Write out the material below exactly, with no line missing.

----- Supplied records -----

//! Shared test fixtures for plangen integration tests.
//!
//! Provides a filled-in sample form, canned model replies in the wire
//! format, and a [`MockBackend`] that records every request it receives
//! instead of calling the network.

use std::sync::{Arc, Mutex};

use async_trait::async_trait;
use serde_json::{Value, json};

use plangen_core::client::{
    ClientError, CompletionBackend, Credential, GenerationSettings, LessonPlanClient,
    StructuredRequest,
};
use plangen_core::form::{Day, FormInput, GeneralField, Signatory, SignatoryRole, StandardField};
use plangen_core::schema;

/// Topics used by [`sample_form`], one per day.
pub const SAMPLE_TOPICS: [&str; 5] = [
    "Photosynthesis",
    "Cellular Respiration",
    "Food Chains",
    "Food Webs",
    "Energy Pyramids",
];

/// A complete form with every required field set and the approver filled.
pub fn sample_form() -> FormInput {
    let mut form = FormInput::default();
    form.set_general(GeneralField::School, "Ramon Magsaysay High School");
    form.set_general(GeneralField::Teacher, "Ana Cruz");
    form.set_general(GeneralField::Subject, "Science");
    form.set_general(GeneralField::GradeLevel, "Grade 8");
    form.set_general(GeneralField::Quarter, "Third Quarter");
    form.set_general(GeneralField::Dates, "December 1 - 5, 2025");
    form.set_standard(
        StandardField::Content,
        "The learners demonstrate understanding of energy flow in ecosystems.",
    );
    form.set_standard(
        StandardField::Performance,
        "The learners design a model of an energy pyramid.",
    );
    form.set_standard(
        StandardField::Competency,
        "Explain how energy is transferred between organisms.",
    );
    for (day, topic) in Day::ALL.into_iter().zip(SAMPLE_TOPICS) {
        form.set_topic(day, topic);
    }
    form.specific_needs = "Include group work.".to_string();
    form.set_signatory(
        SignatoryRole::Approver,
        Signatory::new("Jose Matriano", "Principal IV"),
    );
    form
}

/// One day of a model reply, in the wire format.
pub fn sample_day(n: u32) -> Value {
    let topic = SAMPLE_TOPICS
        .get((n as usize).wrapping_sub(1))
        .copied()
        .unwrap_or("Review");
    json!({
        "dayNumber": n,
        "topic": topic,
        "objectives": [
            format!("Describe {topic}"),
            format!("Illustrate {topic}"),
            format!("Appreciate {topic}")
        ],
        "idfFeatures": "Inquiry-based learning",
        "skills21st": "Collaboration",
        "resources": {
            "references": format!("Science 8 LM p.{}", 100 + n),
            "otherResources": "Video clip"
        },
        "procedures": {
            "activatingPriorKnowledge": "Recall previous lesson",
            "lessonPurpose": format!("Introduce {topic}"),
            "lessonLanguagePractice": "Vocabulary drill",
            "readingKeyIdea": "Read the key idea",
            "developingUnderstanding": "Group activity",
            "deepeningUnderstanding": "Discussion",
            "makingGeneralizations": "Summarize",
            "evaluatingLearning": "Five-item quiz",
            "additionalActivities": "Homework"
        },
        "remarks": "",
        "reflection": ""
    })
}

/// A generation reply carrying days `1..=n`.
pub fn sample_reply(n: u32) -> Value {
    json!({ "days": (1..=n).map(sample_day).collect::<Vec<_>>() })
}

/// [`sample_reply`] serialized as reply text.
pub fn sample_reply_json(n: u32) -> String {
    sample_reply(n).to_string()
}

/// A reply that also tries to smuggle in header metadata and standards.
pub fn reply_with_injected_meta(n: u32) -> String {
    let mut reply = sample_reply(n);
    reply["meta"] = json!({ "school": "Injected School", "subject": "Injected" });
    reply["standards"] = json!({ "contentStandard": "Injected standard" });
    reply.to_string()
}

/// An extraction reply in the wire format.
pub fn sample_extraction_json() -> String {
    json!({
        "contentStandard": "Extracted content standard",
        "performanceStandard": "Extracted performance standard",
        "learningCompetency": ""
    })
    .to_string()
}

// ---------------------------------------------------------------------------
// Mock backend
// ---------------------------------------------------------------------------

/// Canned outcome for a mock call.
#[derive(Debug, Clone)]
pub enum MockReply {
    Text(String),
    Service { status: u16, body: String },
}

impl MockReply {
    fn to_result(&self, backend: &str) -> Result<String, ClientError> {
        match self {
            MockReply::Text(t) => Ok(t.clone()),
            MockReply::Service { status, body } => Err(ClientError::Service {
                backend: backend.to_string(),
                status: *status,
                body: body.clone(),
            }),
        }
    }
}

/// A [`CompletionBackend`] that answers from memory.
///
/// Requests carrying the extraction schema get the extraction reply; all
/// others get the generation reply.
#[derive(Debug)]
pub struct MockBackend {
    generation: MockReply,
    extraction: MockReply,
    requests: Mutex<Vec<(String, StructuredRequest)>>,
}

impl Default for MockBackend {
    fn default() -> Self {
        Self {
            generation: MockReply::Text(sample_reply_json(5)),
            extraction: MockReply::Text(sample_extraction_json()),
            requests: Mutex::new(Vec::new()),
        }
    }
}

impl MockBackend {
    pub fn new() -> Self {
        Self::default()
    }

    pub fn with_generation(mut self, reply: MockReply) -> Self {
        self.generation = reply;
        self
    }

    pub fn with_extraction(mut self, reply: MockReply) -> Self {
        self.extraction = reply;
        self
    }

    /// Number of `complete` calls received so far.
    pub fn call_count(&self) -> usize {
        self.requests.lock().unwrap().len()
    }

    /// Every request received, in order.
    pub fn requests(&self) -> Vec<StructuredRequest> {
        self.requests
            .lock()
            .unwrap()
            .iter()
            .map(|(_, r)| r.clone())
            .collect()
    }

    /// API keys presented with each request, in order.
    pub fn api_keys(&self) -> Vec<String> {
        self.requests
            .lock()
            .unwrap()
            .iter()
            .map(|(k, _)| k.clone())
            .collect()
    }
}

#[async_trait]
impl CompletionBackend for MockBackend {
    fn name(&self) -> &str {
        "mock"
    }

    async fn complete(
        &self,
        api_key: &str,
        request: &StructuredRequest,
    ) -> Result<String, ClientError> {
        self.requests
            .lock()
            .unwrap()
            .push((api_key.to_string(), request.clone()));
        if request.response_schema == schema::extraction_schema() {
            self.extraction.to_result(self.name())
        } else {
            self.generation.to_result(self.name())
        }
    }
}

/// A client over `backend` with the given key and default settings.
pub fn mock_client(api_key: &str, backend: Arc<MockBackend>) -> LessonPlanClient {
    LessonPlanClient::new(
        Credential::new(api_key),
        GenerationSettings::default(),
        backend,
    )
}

-----

● **Response for this exercise**:
//! Shared test fixtures for plangen integration tests.
//!
//! Provides a filled-in sample form, canned model replies in the wire
//! format, and a [`MockBackend`] that records every request it receives
//! instead of calling the network.

use std::sync::{Arc, Mutex};

use async_trait::async_trait;
use serde_json::{Value, json};

use plangen_core::client::{
    ClientError, CompletionBackend, Credential, GenerationSettings, LessonPlanClient,
    StructuredRequest,
};
use plangen_core::form::{Day, FormInput, GeneralField, Signatory, SignatoryRole, StandardField};
use plangen_core::schema;

/// Topics used by [`sample_form`], one per day.
pub const SAMPLE_TOPICS: [&str; 5] = [
    "Photosynthesis",
    "Cellular Respiration",
    "Food Chains",
    "Food Webs",
    "Energy Pyramids",
];

/// A complete form with every required field set and the approver filled.
pub fn sample_form() -> FormInput {
    let mut form = FormInput::default();
    form.set_general(GeneralField::School, "Ramon Magsaysay High School");
    form.set_general(GeneralField::Teacher, "Ana Cruz");
    form.set_general(GeneralField::Subject, "Science");
    form.set_general(GeneralField::GradeLevel, "Grade 8");
    form.set_general(GeneralField::Quarter, "Third Quarter");
    form.set_general(GeneralField::Dates, "December 1 - 5, 2025");
    form.set_standard(
        StandardField::Content,
        "The learners demonstrate understanding of energy flow in ecosystems.",
    );
    form.set_standard(
        StandardField::Performance,
        "The learners design a model of an energy pyramid.",
    );
    form.set_standard(
        StandardField::Competency,
        "Explain how energy is transferred between organisms.",
    );
    for (day, topic) in Day::ALL.into_iter().zip(SAMPLE_TOPICS) {
        form.set_topic(day, topic);
    }
    form.specific_needs = "Include group work.".to_string();
    form.set_signatory(
        SignatoryRole::Approver,
        Signatory::new("Jose Matriano", "Principal IV"),
    );
    form
}

/// One day of a model reply, in the wire format.
pub fn sample_day(n: u32) -> Value {
    let topic = SAMPLE_TOPICS
        .get((n as usize).wrapping_sub(1))
        .copied()
        .unwrap_or("Review");
    json!({
        "dayNumber": n,
        "topic": topic,
        "objectives": [
            format!("Describe {topic}"),
            format!("Illustrate {topic}"),
            format!("Appreciate {topic}")
        ],
        "idfFeatures": "Inquiry-based learning",
        "skills21st": "Collaboration",
        "resources": {
            "references": format!("Science 8 LM p.{}", 100 + n),
            "otherResources": "Video clip"
        },
        "procedures": {
            "activatingPriorKnowledge": "Recall previous lesson",
            "lessonPurpose": format!("Introduce {topic}"),
            "lessonLanguagePractice": "Vocabulary drill",
            "readingKeyIdea": "Read the key idea",
            "developingUnderstanding": "Group activity",
            "deepeningUnderstanding": "Discussion",
            "makingGeneralizations": "Summarize",
            "evaluatingLearning": "Five-item quiz",
            "additionalActivities": "Homework"
        },
        "remarks": "",
        "reflection": ""
    })
}

/// A generation reply carrying days `1..=n`.
pub fn sample_reply(n: u32) -> Value {
    json!({ "days": (1..=n).map(sample_day).collect::<Vec<_>>() })
}

/// [`sample_reply`] serialized as reply text.
pub fn sample_reply_json(n: u32) -> String {
    sample_reply(n).to_string()
}

/// A reply that also tries to smuggle in header metadata and standards.
pub fn reply_with_injected_meta(n: u32) -> String {
    let mut reply = sample_reply(n);
    reply["meta"] = json!({ "school": "Injected School", "subject": "Injected" });
    reply["standards"] = json!({ "contentStandard": "Injected standard" });
    reply.to_string()
}

/// An extraction reply in the wire format.
pub fn sample_extraction_json() -> String {
    json!({
        "contentStandard": "Extracted content standard",
        "performanceStandard": "Extracted performance standard",
        "learningCompetency": ""
    })
    .to_string()
}

// ---------------------------------------------------------------------------
// Mock backend
// ---------------------------------------------------------------------------

/// Canned outcome for a mock call.
#[derive(Debug, Clone)]
pub enum MockReply {
    Text(String),
    Service { status: u16, body: String },
}

impl MockReply {
    fn to_result(&self, backend: &str) -> Result<String, ClientError> {
        match self {
            MockReply::Text(t) => Ok(t.clone()),
            MockReply::Service { status, body } => Err(ClientError::Service {
                backend: backend.to_string(),
                status: *status,
                body: body.clone(),
            }),
        }
    }
}

/// A [`CompletionBackend`] that answers from memory.
///
/// Requests carrying the extraction schema get the extraction reply; all
/// others get the generation reply.
#[derive(Debug)]
pub struct MockBackend {
    generation: MockReply,
    extraction: MockReply,
    requests: Mutex<Vec<(String, StructuredRequest)>>,
}

impl Default for MockBackend {
    fn default() -> Self {
        Self {
            generation: MockReply::Text(sample_reply_json(5)),
            extraction: MockReply::Text(sample_extraction_json()),
            requests: Mutex::new(Vec::new()),
        }
    }
}

impl MockBackend {
    pub fn new() -> Self {
        Self::default()
    }

    pub fn with_generation(mut self, reply: MockReply) -> Self {
        self.generation = reply;
        self
    }

    pub fn with_extraction(mut self, reply: MockReply) -> Self {
        self.extraction = reply;
        self
    }

    /// Number of `complete` calls received so far.
    pub fn call_count(&self) -> usize {
        self.requests.lock().unwrap().len()
    }

    /// Every request received, in order.
    pub fn requests(&self) -> Vec<StructuredRequest> {
        self.requests
            .lock()
            .unwrap()
            .iter()
            .map(|(_, r)| r.clone())
            .collect()
    }

    /// API keys presented with each request, in order.
    pub fn api_keys(&self) -> Vec<String> {
        self.requests
            .lock()
            .unwrap()
            .iter()
            .map(|(k, _)| k.clone())
            .collect()
    }
}

#[async_trait]
impl CompletionBackend for MockBackend {
    fn name(&self) -> &str {
        "mock"
    }

    async fn complete(
        &self,
        api_key: &str,
        request: &StructuredRequest,
    ) -> Result<String, ClientError> {
        self.requests
            .lock()
            .unwrap()
            .push((api_key.to_string(), request.clone()));
        if request.response_schema == schema::extraction_schema() {
            self.extraction.to_result(self.name())
        } else {
            self.generation.to_result(self.name())
        }
    }
}

/// A client over `backend` with the given key and default settings.
pub fn mock_client(api_key: &str, backend: Arc<MockBackend>) -> LessonPlanClient {
    LessonPlanClient::new(
        Credential::new(api_key),
        GenerationSettings::default(),
        backend,
    )
}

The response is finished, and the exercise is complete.